Saved entries

+===+

//! Watchlens - deterministic insight engine for media watch-history exports
//!
//! Watchlens turns a normalized event snapshot (watch / search / subscribe
//! records) into serializable viewing insights through a pure pipeline:
//! time-bucket aggregation → session segmentation → baseline statistics →
//! anomaly detection → habit tracking → pattern mining → channel and trend
//! analytics.
//!
//! Every stage is a pure function of its input: no I/O, no clocks, no
//! randomness. Identical snapshots always serialize to identical reports.

pub mod anomalies;
pub mod baseline;
pub mod channels;
pub mod config;
pub mod error;
pub mod habits;
pub mod patterns;
pub mod pipeline;
pub mod searches;
pub mod sessions;
pub mod streaks;
pub mod subscriptions;
pub mod summary;
pub mod time_buckets;
pub mod trends;
pub mod types;

pub use config::InsightConfig;
pub use error::InsightError;
pub use pipeline::{derive_insights, InsightEngine, InsightReport};

// Stage exports
pub use anomalies::AnomalyDetector;
pub use baseline::BaselineStatistics;
pub use channels::{ChannelAnalyzer, ChannelDistributionBinner};
pub use habits::HabitTracker;
pub use patterns::PatternMiner;
pub use searches::SearchAnalyzer;
pub use sessions::SessionSegmenter;
pub use subscriptions::SubscriptionOverlapAnalyzer;
pub use summary::SummaryBuilder;
pub use time_buckets::TimeBucketAggregator;
pub use trends::TrendAnalyzer;

// Event model exports
pub use types::{Event, EventType};

/// Engine version embedded by consumers into report envelopes
pub const ENGINE_VERSION: &str = env!("CARGO_PKG_VERSION");
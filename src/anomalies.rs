//! Behavioral anomaly detection
//!
//! Flags late-night and binge days against the daily baseline, merges
//! adjacent flagged dates into streak periods, and derives chronotype,
//! weekend, and inactivity patterns.

use crate::config::InsightConfig;
use crate::streaks::compress_runs;
use crate::types::{
    AnomalyRecord, AnomalyReport, AnomalyType, BehaviorPatterns, Chronotype, DailyBaseline, Event,
    InactivePeriod, Severity, StreakPeriod,
};
use chrono::NaiveDate;
use std::collections::BTreeMap;

/// Missing calendar days tolerated inside an anomaly streak period
const PERIOD_GAP_TOLERANCE: i64 = 1;

/// Minimum gap in calendar days between active dates to record inactivity
const INACTIVE_GAP_DAYS: i64 = 4;

/// Chronotype dominance ratio: one side must exceed 1.5x the other
const CHRONOTYPE_RATIO: f64 = 1.5;

/// Weekend share of watches above which the user is a weekend warrior
const WEEKEND_WARRIOR_PCT: f64 = 35.0;

/// Detector for late-night and binge anomalies
pub struct AnomalyDetector;

impl AnomalyDetector {
    /// Flag anomalous dates and derive behavior patterns.
    ///
    /// Thresholds come from the configuration; the baseline must have been
    /// computed from the same event snapshot.
    pub fn detect(
        events: &[Event],
        baseline: &DailyBaseline,
        config: &InsightConfig,
    ) -> AnomalyReport {
        let late_night = detect_late_night(baseline, config);
        let binge = detect_binge(baseline, config);

        let late_night_periods = merge_periods(&late_night);
        let binge_periods = merge_periods(&binge);

        // Interleave by date, late-night first on equal dates
        let mut anomalies: Vec<AnomalyRecord> = late_night.into_iter().chain(binge).collect();
        anomalies.sort_by(|a, b| {
            a.date
                .cmp(&b.date)
                .then_with(|| rank(a.anomaly_type).cmp(&rank(b.anomaly_type)))
        });

        AnomalyReport {
            anomalies,
            late_night_periods,
            binge_periods,
            late_night_baseline_pct: baseline.late_night_baseline_pct,
            patterns: derive_patterns(events, baseline),
        }
    }
}

fn rank(anomaly_type: AnomalyType) -> u8 {
    match anomaly_type {
        AnomalyType::LateNight => 0,
        AnomalyType::Binge => 1,
    }
}

/// Dates with at least `late_night_min_count` watches in hours 0-4
fn detect_late_night(baseline: &DailyBaseline, config: &InsightConfig) -> Vec<AnomalyRecord> {
    baseline
        .late_night_counts
        .iter()
        .filter(|(_, &count)| count >= config.late_night_min_count)
        .map(|(&date, &count)| AnomalyRecord {
            anomaly_type: AnomalyType::LateNight,
            date,
            metric: count,
            multiplier: None,
            severity: if count >= config.late_night_high_count {
                Severity::High
            } else {
                Severity::Medium
            },
        })
        .collect()
}

/// Dates whose count exceeds `mean + multiplier x stddev` and the floor count
fn detect_binge(baseline: &DailyBaseline, config: &InsightConfig) -> Vec<AnomalyRecord> {
    let threshold = baseline.mean + config.binge_std_multiplier * baseline.stddev;

    baseline
        .daily_counts
        .iter()
        .filter(|(_, &count)| (count as f64) > threshold && count >= config.binge_min_count)
        .map(|(&date, &count)| {
            let multiplier = if baseline.mean > 0.0 {
                Some(count as f64 / baseline.mean)
            } else {
                None
            };
            let severity = match multiplier {
                Some(m) if m >= config.binge_high_multiplier => Severity::High,
                _ => Severity::Medium,
            };
            AnomalyRecord {
                anomaly_type: AnomalyType::Binge,
                date,
                metric: count,
                multiplier,
                severity,
            }
        })
        .collect()
}

/// Merge same-type flagged dates into periods, tolerating a 1-day gap
fn merge_periods(records: &[AnomalyRecord]) -> Vec<StreakPeriod> {
    let metrics: BTreeMap<NaiveDate, u32> =
        records.iter().map(|r| (r.date, r.metric)).collect();
    let dates: Vec<NaiveDate> = metrics.keys().copied().collect();

    compress_runs(&dates, PERIOD_GAP_TOLERANCE)
        .into_iter()
        .map(|run| StreakPeriod {
            start_date: run.start,
            end_date: run.end,
            duration_days: run.span_days(),
            aggregate_total: run.dates.iter().filter_map(|d| metrics.get(d)).sum(),
        })
        .collect()
}

/// Chronotype, weekend share, and inactive periods
fn derive_patterns(events: &[Event], baseline: &DailyBaseline) -> BehaviorPatterns {
    let mut night_watches = 0u32;
    let mut morning_watches = 0u32;
    let mut weekend_watches = 0u32;
    let mut weekday_watches = 0u32;

    for event in events.iter().filter(|e| e.is_watch()) {
        if let Some(hour) = event.hour_local {
            // Night: 8 PM through 4 AM; morning: 5 AM through 11 AM
            if (20..=23).contains(&hour) || (0..=4).contains(&hour) {
                night_watches += 1;
            } else if (5..=11).contains(&hour) {
                morning_watches += 1;
            }
        }
        if let Some(day) = event.day_of_week {
            if day >= 5 {
                weekend_watches += 1;
            } else {
                weekday_watches += 1;
            }
        }
    }

    let chronotype = if night_watches as f64 > morning_watches as f64 * CHRONOTYPE_RATIO {
        Chronotype::NightOwl
    } else if morning_watches as f64 > night_watches as f64 * CHRONOTYPE_RATIO {
        Chronotype::EarlyBird
    } else {
        Chronotype::Balanced
    };

    let total_dow = weekend_watches + weekday_watches;
    let weekend_pct = if total_dow > 0 {
        weekend_watches as f64 / total_dow as f64 * 100.0
    } else {
        0.0
    };

    BehaviorPatterns {
        chronotype,
        night_watches,
        morning_watches,
        weekend_warrior: weekend_pct > WEEKEND_WARRIOR_PCT,
        weekend_pct,
        inactive_periods: inactive_periods(baseline),
    }
}

/// Gaps of 4+ calendar days between consecutive active dates
fn inactive_periods(baseline: &DailyBaseline) -> Vec<InactivePeriod> {
    let dates: Vec<NaiveDate> = baseline.daily_counts.keys().copied().collect();

    dates
        .windows(2)
        .filter_map(|pair| {
            let gap = (pair[1] - pair[0]).num_days();
            if gap >= INACTIVE_GAP_DAYS {
                Some(InactivePeriod {
                    start: pair[0],
                    end: pair[1],
                    gap_days: (gap - 1) as u32,
                })
            } else {
                None
            }
        })
        .collect()
}
//! Search analytics
//!
//! Counts search events by normalized query text and ranks the top terms.
//! Display text falls back to the normalized term when the export carried no
//! raw query.

use crate::config::InsightConfig;
use crate::types::{Event, EventType, SearchAnalytics, SearchTerm};
use std::collections::BTreeMap;

/// Ranks search terms by how often they were queried
pub struct SearchAnalyzer;

impl SearchAnalyzer {
    /// Aggregate search events into term counts.
    ///
    /// Search events without normalized text are skipped and counted but
    /// still included in `total_searches`. Ties rank by term ascending.
    pub fn analyze(events: &[Event], config: &InsightConfig) -> SearchAnalytics {
        let mut counts: BTreeMap<&str, u32> = BTreeMap::new();
        let mut display: BTreeMap<&str, &str> = BTreeMap::new();
        let mut total_searches = 0u32;
        let mut skipped = 0u32;

        for event in events
            .iter()
            .filter(|e| e.event_type == EventType::Search)
        {
            total_searches += 1;
            let term = match &event.text_clean {
                Some(term) => term.as_str(),
                None => {
                    skipped += 1;
                    continue;
                }
            };
            *counts.entry(term).or_insert(0) += 1;
            if let Some(raw) = &event.text {
                display.entry(term).or_insert(raw.as_str());
            }
        }

        let unique_terms = counts.len() as u32;

        let mut ranked: Vec<(&str, u32)> = counts.into_iter().collect();
        ranked.sort_by(|a, b| b.1.cmp(&a.1).then_with(|| a.0.cmp(b.0)));

        let top_terms: Vec<SearchTerm> = ranked
            .into_iter()
            .take(config.top_search_terms)
            .map(|(term, count)| SearchTerm {
                term: display.get(term).copied().unwrap_or(term).to_string(),
                term_clean: term.to_string(),
                count,
            })
            .collect();

        SearchAnalytics {
            total_searches,
            unique_terms,
            top_terms,
            skipped,
        }
    }
}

+===+

WHAT THE TASK REQUIRES
Among the records above, extract exactly the lines from the line with "pub mod sessions;" to the line with "pub use baseline::BaselineStatistics;", both lines included, and leave out the rest.

PROBLEM SOLUTION
pub mod sessions;
pub mod streaks;
pub mod subscriptions;
pub mod summary;
pub mod time_buckets;
pub mod trends;
pub mod types;

pub use config::InsightConfig;
pub use error::InsightError;
pub use pipeline::{derive_insights, InsightEngine, InsightReport};

// Stage exports
pub use anomalies::AnomalyDetector;
pub use baseline::BaselineStatistics;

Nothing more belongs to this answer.